Si dovrebbe spostare la data di elezione del capo dello stato, perché il Festival di Sanremo pochi giorni dopo non fa ben meditare su quanto è avvenuto. Dopo aver letto lo scritto della Littizzetto, si capisce
come il qualunquismo incida profondamente pure su personaggi intelligenti dello spettacolo e incide sulla formazione della classe politica, corrodendo la sua professionalità che è credere e operare secondo un ideologia di civiltà.Si “ideologia” che non vuol dire essere di questo o quel partito, ma di sapere adempiere ai propri doveri civili, familiari, umani e impegnarsi per cambiare il mondo con un paziente e il continuo operare, dando l’esempio.. Ma ora analizziamo precedenti, azioni, conseguenze.di questa elezione del Capo dello Stato.

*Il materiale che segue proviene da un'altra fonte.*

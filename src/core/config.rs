use anyhow::{Context, Result};
use directories::ProjectDirs;
use serde::{Deserialize, Serialize};
use std::collections::HashMap;
use std::time::Duration;
use std::{fs, path::PathBuf};
use tracing::debug;

use super::cache::DEFAULT_VALIDITY_HOURS;
use super::corrections::Correction;
use crate::providers::nse_tools::NSE_TOOLS_BASE_URL;
use crate::providers::rapid_api::{RAPID_API_BASE_URL, RAPID_API_HOST};
use crate::providers::twelve_data::TWELVE_DATA_BASE_URL;
use crate::providers::util::ProviderSettings;

pub const RAPID_API_KEY_ENV: &str = "RAPID_API_KEY";
pub const TWELVE_DATA_API_KEY_ENV: &str = "TWELVE_DATA_API_KEY";

fn default_rapid_api_base_url() -> String {
    RAPID_API_BASE_URL.to_string()
}

fn default_rapid_api_host() -> String {
    RAPID_API_HOST.to_string()
}

fn default_twelve_data_base_url() -> String {
    TWELVE_DATA_BASE_URL.to_string()
}

fn default_nse_tools_base_url() -> String {
    NSE_TOOLS_BASE_URL.to_string()
}

#[derive(Debug, Deserialize, Serialize, Clone)]
pub struct RapidApiConfig {
    pub api_key: Option<String>,
    #[serde(default = "default_rapid_api_base_url")]
    pub base_url: String,
    #[serde(default = "default_rapid_api_host")]
    pub host: String,
}

impl Default for RapidApiConfig {
    fn default() -> Self {
        Self {
            api_key: None,
            base_url: default_rapid_api_base_url(),
            host: default_rapid_api_host(),
        }
    }
}

#[derive(Debug, Deserialize, Serialize, Clone)]
pub struct TwelveDataConfig {
    pub api_key: Option<String>,
    #[serde(default = "default_twelve_data_base_url")]
    pub base_url: String,
}

impl Default for TwelveDataConfig {
    fn default() -> Self {
        Self {
            api_key: None,
            base_url: default_twelve_data_base_url(),
        }
    }
}

#[derive(Debug, Deserialize, Serialize, Clone)]
pub struct NseToolsConfig {
    #[serde(default = "default_nse_tools_base_url")]
    pub base_url: String,
}

impl Default for NseToolsConfig {
    fn default() -> Self {
        Self {
            base_url: default_nse_tools_base_url(),
        }
    }
}

#[derive(Debug, Deserialize, Serialize, Clone, Default)]
pub struct ProvidersConfig {
    #[serde(default)]
    pub rapid_api: RapidApiConfig,
    #[serde(default)]
    pub twelve_data: TwelveDataConfig,
    #[serde(default)]
    pub nse_tools: NseToolsConfig,
}

fn default_timeout_secs() -> u64 {
    10
}

fn default_retries() -> usize {
    2
}

fn default_retry_delay_ms() -> u64 {
    500
}

fn default_cache_validity_hours() -> i64 {
    DEFAULT_VALIDITY_HOURS
}

fn default_true() -> bool {
    true
}

#[derive(Debug, Deserialize, Serialize, Clone)]
pub struct AppConfig {
    #[serde(default)]
    pub providers: ProvidersConfig,
    #[serde(default = "default_timeout_secs")]
    pub request_timeout_secs: u64,
    #[serde(default = "default_retries")]
    pub retries: usize,
    #[serde(default = "default_retry_delay_ms")]
    pub retry_delay_ms: u64,
    #[serde(default = "default_cache_validity_hours")]
    pub cache_validity_hours: i64,
    /// When false, a symbol whose providers all fail is an error instead of
    /// a synthesized offline quote.
    #[serde(default = "default_true")]
    pub synthesize_fallback: bool,
    /// Extra correction rules, merged over the built-in table.
    #[serde(default)]
    pub corrections: HashMap<String, Correction>,
    pub data_path: Option<String>,
}

impl Default for AppConfig {
    fn default() -> Self {
        Self {
            providers: ProvidersConfig::default(),
            request_timeout_secs: default_timeout_secs(),
            retries: default_retries(),
            retry_delay_ms: default_retry_delay_ms(),
            cache_validity_hours: default_cache_validity_hours(),
            synthesize_fallback: true,
            corrections: HashMap::new(),
            data_path: None,
        }
    }
}

impl AppConfig {
    /// Loads the default config file, falling back to built-in defaults when
    /// it does not exist yet.
    pub fn load() -> Result<Self> {
        debug!("Loading default config");
        let config_path = Self::default_config_path()?;
        if !config_path.exists() {
            debug!("No config at {}, using defaults", config_path.display());
            return Ok(Self::default().with_env_overrides());
        }
        Self::load_from_path(&config_path)
    }

    pub fn default_config_path() -> Result<PathBuf> {
        let proj_dirs = ProjectDirs::from("in", "valtrack", "valtrack")
            .context("Could not determine project directories")?;
        Ok(proj_dirs.config_dir().join("config.yaml"))
    }

    pub fn default_data_path(&self) -> Result<PathBuf> {
        if let Some(custom_path) = &self.data_path {
            return Ok(PathBuf::from(custom_path));
        }
        let proj_dirs = ProjectDirs::from("in", "valtrack", "valtrack")
            .context("Could not determine project directories")?;
        Ok(proj_dirs.data_dir().to_path_buf())
    }

    pub fn load_from_path<P: AsRef<std::path::Path>>(path: P) -> Result<Self> {
        let config_str = fs::read_to_string(path.as_ref())
            .with_context(|| format!("Failed to read config file: {}", path.as_ref().display()))?;

        let config: Self = serde_yaml::from_str(&config_str)
            .with_context(|| format!("Failed to parse config file: {}", path.as_ref().display()))?;
        config
            .validate()
            .with_context(|| format!("Invalid config file: {}", path.as_ref().display()))?;
        debug!("Successfully loaded config");
        Ok(config.with_env_overrides())
    }

    /// API keys from the environment win over keys in the file.
    pub fn with_env_overrides(self) -> Self {
        self.with_keys(
            std::env::var(RAPID_API_KEY_ENV).ok(),
            std::env::var(TWELVE_DATA_API_KEY_ENV).ok(),
        )
    }

    fn with_keys(mut self, rapid_api: Option<String>, twelve_data: Option<String>) -> Self {
        if let Some(key) = rapid_api.filter(|k| !k.trim().is_empty()) {
            self.providers.rapid_api.api_key = Some(key);
        }
        if let Some(key) = twelve_data.filter(|k| !k.trim().is_empty()) {
            self.providers.twelve_data.api_key = Some(key);
        }
        self
    }

    pub fn provider_settings(&self) -> ProviderSettings {
        ProviderSettings {
            timeout: Duration::from_secs(self.request_timeout_secs),
            retries: self.retries,
            retry_delay_ms: self.retry_delay_ms,
        }
    }

    /// Rejects values that cannot be turned into durations.
    pub fn validate(&self) -> Result<()> {
        self.cache_validity()?;
        self.provider_deadline()?;
        Ok(())
    }

    pub fn cache_validity(&self) -> Result<chrono::Duration> {
        chrono::Duration::try_hours(self.cache_validity_hours)
            .filter(|validity| *validity > chrono::Duration::zero())
            .with_context(|| {
                format!(
                    "cache_validity_hours must be positive and in range, got {}",
                    self.cache_validity_hours
                )
            })
    }

    /// Upper bound for one provider's attempt: every try times out and every
    /// retry waits out its delay.
    pub fn provider_deadline(&self) -> Result<Duration> {
        let retries = u32::try_from(self.retries)
            .ok()
            .filter(|r| *r < u32::MAX)
            .with_context(|| format!("retries out of range: {}", self.retries))?;

        Duration::from_secs(self.request_timeout_secs)
            .checked_mul(retries + 1)
            .zip(Duration::from_millis(self.retry_delay_ms).checked_mul(retries))
            .and_then(|(requests, delays)| requests.checked_add(delays))
            .with_context(|| {
                format!(
                    "request_timeout_secs {} with {} retries of {}ms overflows",
                    self.request_timeout_secs, self.retries, self.retry_delay_ms
                )
            })
    }
}

#[cfg(test)]
mod tests {
    use super::*;

    #[test]
    fn test_config_deserialization() {
        let yaml_str = r#"
providers:
  rapid_api:
    api_key: "rk-123"
  twelve_data:
    api_key: "td-456"
    base_url: "http://example.com/twelve"
  nse_tools:
    base_url: "http://example.com/nse"
request_timeout_secs: 5
retries: 0
cache_validity_hours: 12
synthesize_fallback: false
corrections:
  itc:
    pe_ratio: 26.5
  tcs:
    high_52_week: 4500.0
    low_52_week: 3100.0
data_path: "/tmp/valtrack"
"#;

        let config: AppConfig = serde_yaml::from_str(yaml_str).expect("Failed to deserialize");
        assert_eq!(config.providers.rapid_api.api_key.as_deref(), Some("rk-123"));
        assert_eq!(config.providers.rapid_api.base_url, RAPID_API_BASE_URL);
        assert_eq!(config.providers.rapid_api.host, RAPID_API_HOST);
        assert_eq!(config.providers.twelve_data.api_key.as_deref(), Some("td-456"));
        assert_eq!(
            config.providers.twelve_data.base_url,
            "http://example.com/twelve"
        );
        assert_eq!(config.providers.nse_tools.base_url, "http://example.com/nse");
        assert_eq!(config.request_timeout_secs, 5);
        assert_eq!(config.retries, 0);
        assert_eq!(config.retry_delay_ms, 500);
        assert_eq!(config.cache_validity().unwrap(), chrono::Duration::hours(12));
        assert!(!config.synthesize_fallback);
        assert_eq!(config.corrections["itc"].pe_ratio, Some(26.5));
        assert_eq!(config.corrections["tcs"].high_52_week, Some(4500.0));
        assert_eq!(config.corrections["tcs"].pe_ratio, None);
        assert_eq!(config.data_path.as_deref(), Some("/tmp/valtrack"));
    }

    #[test]
    fn test_empty_config_uses_defaults() {
        let config: AppConfig = serde_yaml::from_str("{}").unwrap();
        assert!(config.providers.rapid_api.api_key.is_none());
        assert!(config.providers.twelve_data.api_key.is_none());
        assert_eq!(config.providers.nse_tools.base_url, NSE_TOOLS_BASE_URL);
        assert_eq!(config.request_timeout_secs, 10);
        assert_eq!(config.cache_validity_hours, 24);
        assert!(config.synthesize_fallback);
        assert!(config.corrections.is_empty());

        let settings = config.provider_settings();
        assert_eq!(settings.timeout, Duration::from_secs(10));
        assert_eq!(settings.retries, 2);
    }

    #[test]
    fn test_keys_override_file_values() {
        let config = AppConfig::default().with_keys(Some("env-rapid".to_string()), None);
        assert_eq!(
            config.providers.rapid_api.api_key.as_deref(),
            Some("env-rapid")
        );
        assert!(config.providers.twelve_data.api_key.is_none());

        let config = AppConfig::default().with_keys(Some("  ".to_string()), None);
        assert!(config.providers.rapid_api.api_key.is_none());
    }

    #[test]
    fn test_load_from_path() -> Result<()> {
        let dir = tempfile::TempDir::new()?;
        let path = dir.path().join("config.yaml");
        fs::write(&path, "retries: 1\nproviders:\n  nse_tools:\n    base_url: http://x\n")?;

        let config = AppConfig::load_from_path(&path)?;
        assert_eq!(config.retries, 1);
        assert_eq!(config.providers.nse_tools.base_url, "http://x");

        assert!(AppConfig::load_from_path(dir.path().join("missing.yaml")).is_err());
        Ok(())
    }

    #[test]
    fn test_provider_deadline_covers_retries() {
        let config = AppConfig {
            request_timeout_secs: 10,
            retries: 2,
            retry_delay_ms: 500,
            ..Default::default()
        };
        assert_eq!(config.provider_deadline().unwrap(), Duration::from_secs(31));

        let config = AppConfig {
            request_timeout_secs: 5,
            retries: 0,
            ..Default::default()
        };
        assert_eq!(config.provider_deadline().unwrap(), Duration::from_secs(5));
    }

    #[test]
    fn test_out_of_range_durations_are_errors() {
        let config = AppConfig {
            request_timeout_secs: u64::MAX,
            ..Default::default()
        };
        assert!(config.provider_deadline().is_err());

        let config = AppConfig {
            retries: usize::MAX,
            ..Default::default()
        };
        assert!(config.provider_deadline().is_err());

        let config = AppConfig {
            cache_validity_hours: i64::MAX,
            ..Default::default()
        };
        assert!(config.cache_validity().is_err());

        let config = AppConfig {
            cache_validity_hours: 0,
            ..Default::default()
        };
        assert!(config.cache_validity().is_err());
        assert!(AppConfig::default().validate().is_ok());
    }

    #[test]
    fn test_load_rejects_out_of_range_values() -> Result<()> {
        let dir = tempfile::TempDir::new()?;

        let path = dir.path().join("validity.yaml");
        fs::write(&path, "cache_validity_hours: 9223372036854775807\n")?;
        let err = AppConfig::load_from_path(&path).unwrap_err();
        assert!(format!("{err:#}").contains("cache_validity_hours"));

        let path = dir.path().join("timeout.yaml");
        fs::write(&path, "request_timeout_secs: 18446744073709551615\n")?;
        let err = AppConfig::load_from_path(&path).unwrap_err();
        assert!(format!("{err:#}").contains("Invalid config file"));
        Ok(())
    }
}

Di certo la maggioranza degli imprenditori del nord ha fiducia in Draghi e sopratutto vede con questo governo un quid internazionale in più per la sua attività, e da Berlusconi abbiamo la conferma. Quindi Draghi doveva rimanere al Governo. Ma dagli imprenditori è partita anche la richiesta che al Quirinale fosse eletto un personaggio gradito e stimato in ambito europeo. I nomi che la Meloni e FdI hanno proposto di certo non avevano o l’uno o l’altro requisito. Ne dalla Lega e FI , l’unico nome di una certa consistenza era la Casellati, ma era stata uno degli avvocati di Berlusconi e sopratutto non era rilevabile una statura personale e politica gradita in ambito internazionale.
Ma perché tante preoccupazioni per i pareri esteri ? Perchè. i crediti concessi all’Italia sono tanti, così come gli investimenti esteri nei nostri settori. La credibilità politica è condizione indispensabile per non vedere chiusi i rubinetti di credito e perdere la fiducia del mercato internazionale.
Così Salvini non avendo un nome proprio e avendo il PD tacitamente puntato su Mattarella, facendo contenti imprenditori e la maggior parte degli italiani e lasciando Draghi al governo, ha accettato questa soluzione trovando il consenso dei propri rappresentanti regionali e dei suoi parlamentari non avendo questa destra un nome di prestigio internazionale, e non volendo accettare possibili candidati adeguati del centro sinistra.
. Ora rimane a lui il difficile compito, se vuole mantenere il 20% di convincere anche la base leghista della scelta unica possibile anche per conquistare una ulteriore parte dell’elettorato di FI che ha capito che Berlusconi non è più in grado di guidare il partito e che non ha al suo interno nessun successore.
Ecco la storia vera di questa elezione, che rende ancora l’Italia credibile e rispettata.